§ **Exercise data**
***

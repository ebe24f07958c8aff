/*
[INPUT]:  Crate modules and public type definitions
[OUTPUT]: Public LIFX demo client crate surface
[POS]:    Crate root - module wiring
[UPDATE]: When public modules or exports change
*/

pub mod clipboard;
pub mod format;
pub mod http;
pub mod keys;
pub mod logs;
pub mod session;
pub mod storage;
pub mod types;

pub use clipboard::{ClipboardService, MemoryClipboard, SystemClipboard};

// Re-export commonly used types from http
pub use http::{
    ApiResponse,
    BackendClient,
    BackendConfig,
    ClientConfig,
    ClientError,
    Method,
    Result,
};

pub use keys::{ApiKeyStore, ApiKeys, KeyValidationError};

pub use logs::{AllLogsOptions, AllLogsResult, CombinedLogEntry, FetchOptions, ServerLogs};

pub use session::{HeaderLookup, SessionNotifier, SessionTracker};

pub use storage::{BrowserState, JsonFileStore, KeyValueStore, MemoryStore, StorageError};

// Re-export all types
pub use types::*;
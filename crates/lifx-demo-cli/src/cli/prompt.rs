/*
[INPUT]:  Interactive user input via CLI
[OUTPUT]: API keys typed at the terminal
[POS]:    CLI interactive flow
[UPDATE]: When key prompts change
*/

use anyhow::Result;
use console::style;
use dialoguer::{Password, theme::ColorfulTheme};
use lifx_demo_adapter::ApiKeys;
use lifx_demo_adapter::keys::{validate_claude_api_key, validate_lifx_api_key};

/// Ask for both keys, keeping `current` when the answer is left empty
pub fn prompt_api_keys(current: &ApiKeys) -> Result<ApiKeys> {
    let theme = ColorfulTheme::default();
    println!("{}", style("Enter API keys (leave empty to keep the stored value)").dim());

    let lifx: String = Password::with_theme(&theme)
        .with_prompt("LIFX API key")
        .allow_empty_password(true)
        .interact()?;
    if !lifx.is_empty() {
        validate_lifx_api_key(&lifx)?;
    }

    let claude: String = Password::with_theme(&theme)
        .with_prompt("Claude API key")
        .allow_empty_password(true)
        .interact()?;
    if !claude.is_empty() {
        validate_claude_api_key(&claude)?;
    }

    Ok(merge_keys(current, Some(lifx), Some(claude)))
}

/// Apply non-empty replacements on top of `current`
pub fn merge_keys(current: &ApiKeys, lifx: Option<String>, claude: Option<String>) -> ApiKeys {
    ApiKeys {
        lifx: lifx.filter(|k| !k.is_empty()).unwrap_or_else(|| current.lifx.clone()),
        claude: claude
            .filter(|k| !k.is_empty())
            .unwrap_or_else(|| current.claude.clone()),
    }
}
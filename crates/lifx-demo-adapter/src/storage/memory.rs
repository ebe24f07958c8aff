/*
[INPUT]:  Key/value pairs from session and key tracking
[OUTPUT]: In-process storage that is lost on exit
[POS]:    Storage layer - volatile KeyValueStore implementation
[UPDATE]: When the KeyValueStore trait changes
*/

use std::collections::BTreeMap;
use std::sync::RwLock;

use super::{KeyValueStore, StorageResult};

/// Volatile store, the default for tests and one-shot runs
#[derive(Debug, Default)]
pub struct MemoryStore {
    data: RwLock<BTreeMap<String, String>>,
}

impl MemoryStore {
    pub fn new() -> Self {
        Self::default()
    }
}

impl KeyValueStore for MemoryStore {
    fn get(&self, key: &str) -> StorageResult<Option<String>> {
        let guard = self.data.read().unwrap_or_else(|e| e.into_inner());
        Ok(guard.get(key).cloned())
    }

    fn set(&self, key: &str, value: &str) -> StorageResult<()> {
        let mut guard = self.data.write().unwrap_or_else(|e| e.into_inner());
        guard.insert(key.to_string(), value.to_string());
        Ok(())
    }

    fn remove(&self, key: &str) -> StorageResult<()> {
        let mut guard = self.data.write().unwrap_or_else(|e| e.into_inner());
        guard.remove(key);
        Ok(())
    }

    fn clear(&self) -> StorageResult<()> {
        let mut guard = self.data.write().unwrap_or_else(|e| e.into_inner());
        guard.clear();
        Ok(())
    }

    fn keys(&self) -> StorageResult<Vec<String>> {
        let guard = self.data.read().unwrap_or_else(|e| e.into_inner());
        Ok(guard.keys().cloned().collect())
    }
}
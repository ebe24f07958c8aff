/*
[INPUT]:  Backend status vocabulary and log source names
[OUTPUT]: Typed Rust enums with serialization support
[POS]:    Data layer - type definitions for API communication
[UPDATE]: When new statuses or log sources are added
*/

use std::fmt;

use serde::{Deserialize, Serialize};

/// Reachability of the backend as seen by the last health check
#[derive(Debug, Clone, Copy, PartialEq, Eq, Serialize, Deserialize)]
#[serde(rename_all = "lowercase")]
pub enum BackendStatus {
    Checking,
    Connected,
    Error,
    Disconnected,
}

impl fmt::Display for BackendStatus {
    fn fmt(&self, f: &mut fmt::Formatter<'_>) -> fmt::Result {
        match self {
            BackendStatus::Checking => f.write_str("checking"),
            BackendStatus::Connected => f.write_str("connected"),
            BackendStatus::Error => f.write_str("error"),
            BackendStatus::Disconnected => f.write_str("disconnected"),
        }
    }
}

/// Availability of a log endpoint after the last fetch attempt
#[derive(Debug, Clone, Copy, PartialEq, Eq, Default, Serialize, Deserialize)]
#[serde(rename_all = "lowercase")]
pub enum EndpointStatus {
    #[default]
    Unknown,
    Available,
    Unavailable,
    Error,
}

impl fmt::Display for EndpointStatus {
    fn fmt(&self, f: &mut fmt::Formatter<'_>) -> fmt::Result {
        match self {
            EndpointStatus::Unknown => f.write_str("unknown"),
            EndpointStatus::Available => f.write_str("available"),
            EndpointStatus::Unavailable => f.write_str("unavailable"),
            EndpointStatus::Error => f.write_str("error"),
        }
    }
}

/// Server that produced a log entry
#[derive(Debug, Clone, Copy, PartialEq, Eq, Hash, Serialize, Deserialize)]
#[serde(rename_all = "lowercase")]
pub enum LogSource {
    Backend,
    Mcp,
}

impl LogSource {
    /// Path of the log endpoint for this source
    pub fn endpoint(self) -> &'static str {
        match self {
            LogSource::Backend => "/api/logs/backend",
            LogSource::Mcp => "/api/logs/mcp",
        }
    }

    /// Default `limit` query value for this source
    pub fn default_limit(self) -> u32 {
        match self {
            LogSource::Backend => 25,
            LogSource::Mcp => 20,
        }
    }

    /// Bracketed prefix used in display and export text
    pub fn tag(self) -> &'static str {
        match self {
            LogSource::Backend => "[BACKEND]",
            LogSource::Mcp => "[MCP]",
        }
    }

    /// Human readable name used in log lines and messages
    pub fn label(self) -> &'static str {
        match self {
            LogSource::Backend => "Backend",
            LogSource::Mcp => "MCP",
        }
    }
}

impl fmt::Display for LogSource {
    fn fmt(&self, f: &mut fmt::Formatter<'_>) -> fmt::Result {
        match self {
            LogSource::Backend => f.write_str("backend"),
            LogSource::Mcp => f.write_str("mcp"),
        }
    }
}

/// Selection for plain-text export and clipboard copy
#[derive(Debug, Clone, Copy, PartialEq, Eq, Default, Serialize, Deserialize)]
#[serde(rename_all = "lowercase")]
pub enum LogExportSource {
    #[default]
    All,
    Backend,
    Mcp,
}

impl fmt::Display for LogExportSource {
    fn fmt(&self, f: &mut fmt::Formatter<'_>) -> fmt::Result {
        match self {
            LogExportSource::All => f.write_str("all"),
            LogExportSource::Backend => f.write_str("backend"),
            LogExportSource::Mcp => f.write_str("mcp"),
        }
    }
}

/// Who triggered a health check
#[derive(Debug, Clone, Copy, PartialEq, Eq)]
pub enum HealthCheckSource {
    /// First check at start-up; runs at most once per client
    Initial,
    /// Explicit user request
    Manual,
    /// Timer driven re-check
    Periodic,
}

***

§ **Aim of the exercise**
Only the lines with the string "crates" are wanted; pick them out of the records above and copy them.

§ **Your solution**
filename crates/lifx-demo-cli/src/cli/prompt.rs
filename crates/lifx-demo-adapter/src/storage/memory.rs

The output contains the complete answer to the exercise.